Three essential causes have increased Bangladesh’s textile industry’s growth. The country is rich in resources, opportunities, and helpful government policies. A huge number of labor laborers may be found in Bangladesh. Natural gas and energy are also inexpensive. Bangladesh has an edge in creating labor-intensive items because of its large population. All these factors are taken into consideration when searching for sourcing from Asia nations. Bangladesh excels in these factors and hence, remains a popular and important nation for textile exportation.

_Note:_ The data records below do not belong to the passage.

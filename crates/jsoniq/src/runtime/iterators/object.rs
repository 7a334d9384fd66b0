//! Object and array construction, navigation and projection.

use std::collections::HashSet;
use std::sync::Arc;

use crate::item::{Item, ObjectMap, Sequence};
use crate::runtime::context::DynamicContext;
use crate::runtime::error::{Error, ErrorCode};
use crate::runtime::iterator::{BoxedIterator, Metadata, Operator, OperatorIterator, Result, VariableSet};

/// `{ k1 : v1, k2 : v2 }`. An empty value becomes `null`, several items are
/// wrapped into an array.
pub struct ObjectConstructor {
    pairs: Vec<(BoxedIterator, BoxedIterator)>,
    context: Option<Arc<DynamicContext>>,
}

impl Operator for ObjectConstructor {
    type Output = Item;

    fn name(&self) -> &'static str {
        "object-constructor"
    }

    fn start(&mut self, context: &Arc<DynamicContext>) -> Result<()> {
        self.context = Some(Arc::clone(context));
        Ok(())
    }

    fn produce(&mut self) -> Result<Option<Item>> {
        let Some(context) = self.context.take() else {
            return Ok(None);
        };
        let mut map = ObjectMap::with_capacity(self.pairs.len());
        for (key_expr, value_expr) in &mut self.pairs {
            let key = single_string_key(key_expr.materialize(&context)?)?;
            let mut values = value_expr.materialize(&context)?;
            let value = match values.len() {
                0 => Item::Null,
                1 => values.swap_remove(0),
                _ => Item::array(values),
            };
            if map.contains_key(&key) {
                return Err(Error::from_code(
                    ErrorCode::JNDY0003,
                    format!("duplicate key \"{key}\" in object constructor"),
                ));
            }
            map.insert(key, value);
        }
        Ok(Some(Item::object(map)))
    }

    fn stop(&mut self) {
        self.context = None;
    }

    fn dependencies(&self, out: &mut VariableSet) {
        for (k, v) in &self.pairs {
            k.collect_dependencies(out);
            v.collect_dependencies(out);
        }
    }
}

fn single_string_key(mut keys: Sequence) -> Result<String> {
    if keys.len() != 1 {
        return Err(Error::unexpected_type(format!(
            "an object key must be exactly one string, found a sequence of {} items",
            keys.len()
        )));
    }
    match keys.swap_remove(0) {
        Item::String(s) => Ok(s),
        other => Err(Error::unexpected_type(format!(
            "an object key must be a string, found an item of type \"{}\"",
            other.type_name()
        ))),
    }
}

pub fn object_constructor(pairs: Vec<(BoxedIterator, BoxedIterator)>, metadata: Metadata) -> BoxedIterator {
    Box::new(OperatorIterator::new(ObjectConstructor { pairs, context: None }, metadata))
}

/// `[ expr ]`; no content expression builds `[ ]`.
pub struct ArrayConstructor {
    content: Option<BoxedIterator>,
    context: Option<Arc<DynamicContext>>,
}

impl Operator for ArrayConstructor {
    type Output = Item;

    fn name(&self) -> &'static str {
        "array-constructor"
    }

    fn start(&mut self, context: &Arc<DynamicContext>) -> Result<()> {
        self.context = Some(Arc::clone(context));
        Ok(())
    }

    fn produce(&mut self) -> Result<Option<Item>> {
        let Some(context) = self.context.take() else {
            return Ok(None);
        };
        let members = match self.content.as_mut() {
            Some(content) => content.materialize(&context)?,
            None => Vec::new(),
        };
        Ok(Some(Item::array(members)))
    }

    fn stop(&mut self) {
        self.context = None;
    }

    fn dependencies(&self, out: &mut VariableSet) {
        if let Some(content) = &self.content {
            content.collect_dependencies(out);
        }
    }
}

pub fn array_constructor(content: Option<BoxedIterator>, metadata: Metadata) -> BoxedIterator {
    Box::new(OperatorIterator::new(ArrayConstructor { content, context: None }, metadata))
}

/// How a navigation step selects values out of one input item.
enum Step {
    /// `$o.key`
    Field(BoxedIterator),
    /// `$a[[i]]`
    Member(BoxedIterator),
    /// `$a[]`
    Unbox,
}

/// Navigation over every item of the input; items the step does not apply to
/// are skipped.
pub struct Navigation {
    input: BoxedIterator,
    step: Step,
    // resolved key or position for the current scan
    field: Option<String>,
    member: Option<usize>,
    pending: std::vec::IntoIter<Item>,
}

impl Navigation {
    fn select(&self, item: &Item) -> Vec<Item> {
        match &self.step {
            Step::Field(_) => self.field.as_deref().and_then(|k| item.get(k)).cloned().into_iter().collect(),
            Step::Member(_) => self.member.and_then(|i| item.member(i)).cloned().into_iter().collect(),
            Step::Unbox => item.members().to_vec(),
        }
    }
}

impl Operator for Navigation {
    type Output = Item;

    fn name(&self) -> &'static str {
        match self.step {
            Step::Field(_) => "object-lookup",
            Step::Member(_) => "array-lookup",
            Step::Unbox => "array-unboxing",
        }
    }

    fn start(&mut self, context: &Arc<DynamicContext>) -> Result<()> {
        self.field = None;
        self.member = None;
        self.pending = Vec::new().into_iter();
        match &mut self.step {
            Step::Field(key) => {
                let key = key.materialize(context)?;
                self.field = Some(match key.as_slice() {
                    [Item::String(s)] => s.clone(),
                    [other] if other.is_atomic() => other.to_string(),
                    _ => return Err(Error::unexpected_type("an object lookup key must be exactly one atomic item")),
                });
            }
            Step::Member(position) => {
                let position = position.materialize(context)?;
                let index = match position.as_slice() {
                    [p] if p.is_integer() => p.to_big_integer(),
                    _ => None,
                };
                let index = index.ok_or_else(|| {
                    Error::unexpected_type("an array lookup position must be exactly one integer")
                })?;
                // positions outside usize never match a member
                self.member = usize::try_from(index).ok();
            }
            Step::Unbox => {}
        }
        self.input.open(context)
    }

    fn produce(&mut self) -> Result<Option<Item>> {
        loop {
            if let Some(item) = self.pending.next() {
                return Ok(Some(item));
            }
            if !self.input.has_next() {
                return Ok(None);
            }
            let item = self.input.next()?;
            self.pending = self.select(&item).into_iter();
        }
    }

    fn stop(&mut self) {
        self.input.close();
    }

    fn dependencies(&self, out: &mut VariableSet) {
        self.input.collect_dependencies(out);
        match &self.step {
            Step::Field(it) | Step::Member(it) => it.collect_dependencies(out),
            Step::Unbox => {}
        }
    }
}

fn navigation(input: BoxedIterator, step: Step, metadata: Metadata) -> BoxedIterator {
    let operator = Navigation { input, step, field: None, member: None, pending: Vec::new().into_iter() };
    Box::new(OperatorIterator::new(operator, metadata))
}

pub fn object_lookup(input: BoxedIterator, key: BoxedIterator, metadata: Metadata) -> BoxedIterator {
    navigation(input, Step::Field(key), metadata)
}

pub fn array_lookup(input: BoxedIterator, position: BoxedIterator, metadata: Metadata) -> BoxedIterator {
    navigation(input, Step::Member(position), metadata)
}

pub fn array_unboxing(input: BoxedIterator, metadata: Metadata) -> BoxedIterator {
    navigation(input, Step::Unbox, metadata)
}

/// Keeps only permitted keys of objects; every other item passes through.
///
/// Key order follows the input object, not the permitted set.
#[derive(Debug, Clone, Default)]
pub struct ObjectProjection {
    keys: HashSet<String>,
}

impl ObjectProjection {
    pub fn new<K: Into<String>>(keys: impl IntoIterator<Item = K>) -> Self {
        Self { keys: keys.into_iter().map(Into::into).collect() }
    }

    pub fn permits(&self, key: &str) -> bool {
        self.keys.contains(key)
    }

    pub fn apply(&self, item: Item) -> Item {
        match &item {
            Item::Object(map) => {
                Item::object(map.iter().filter(|(k, _)| self.permits(k)).map(|(k, v)| (k.clone(), v.clone())).collect())
            }
            _ => item,
        }
    }
}

/// Streaming projection over a sequence; the key set is computed on open.
pub struct Project {
    input: BoxedIterator,
    keys: BoxedIterator,
    projection: ObjectProjection,
}

impl Operator for Project {
    type Output = Item;

    fn name(&self) -> &'static str {
        "project"
    }

    fn start(&mut self, context: &Arc<DynamicContext>) -> Result<()> {
        let keys = self.keys.materialize(context)?;
        let keys = keys
            .into_iter()
            .map(|k| match k {
                Item::String(s) => Ok(s),
                other => Err(Error::unexpected_type(format!(
                    "project() keys must be strings, found an item of type \"{}\"",
                    other.type_name()
                ))),
            })
            .collect::<Result<Vec<_>>>()?;
        self.projection = ObjectProjection::new(keys);
        self.input.open(context)
    }

    fn produce(&mut self) -> Result<Option<Item>> {
        if !self.input.has_next() {
            return Ok(None);
        }
        let item = self.input.next()?;
        Ok(Some(self.projection.apply(item)))
    }

    fn stop(&mut self) {
        self.input.close();
    }

    fn dependencies(&self, out: &mut VariableSet) {
        self.input.collect_dependencies(out);
        self.keys.collect_dependencies(out);
    }
}

pub fn project(input: BoxedIterator, keys: BoxedIterator, metadata: Metadata) -> BoxedIterator {
    Box::new(OperatorIterator::new(Project { input, keys, projection: ObjectProjection::default() }, metadata))
}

These prospects were aided by government measures that aided the textile industry’s rise in Bangladesh. Foreign investment was encouraged by the government’s liberal policies. Bangladesh’s garment industry is well-known and occupies a significant position in the global market today. Woven apparels, textile items, and knitwear are all part of the country’s textile sector. These products are the most profitable for the country’s export earnings.

The most common exports

Polyester fabrics, man-made fiber fabrics, viscose thread fabrics, PV fabrics, and other textiles make up the majority of its exports. Skirts, shorts, woven/ knitted shirts, trousers, sweaters, tops, and sportswear clothing make up the majority of apparel exports. A vast number of people are employed in the handloom sector, which also manufactures fabrics for the local market. Despite being one of Bangladesh’s fastest-growing and largest industries, it confronts some difficulties.

The key behind the survival of the textile industry during the time of crisis

The textile industry in Bangladesh has survived over the years due to the availability of natural gas in abundance. Add to it the high energy of people and cheap labor rate that makes the Bangladesh sourcing textile industry flourishes.  However, in recent years, all of the bountiful resources that have served as the textile industry’s backbone have become unfriendly. Synthetic fibers and Raw cotton are the most fundamental raw materials in the spinning industry. Unfortunately, none of these products is manufactured in Bangladesh.

The final takeaway

It is widely acknowledged that Bangladesh’s textile and apparel industries have a bright future. Foreign money received through the readymade garment and textile sourcing from Asia accounts for a significant portion of national income. The first aim is to find appropriate answers to sensitive issues and to adopt methods that will help Bangladesh’s textile sector flourish.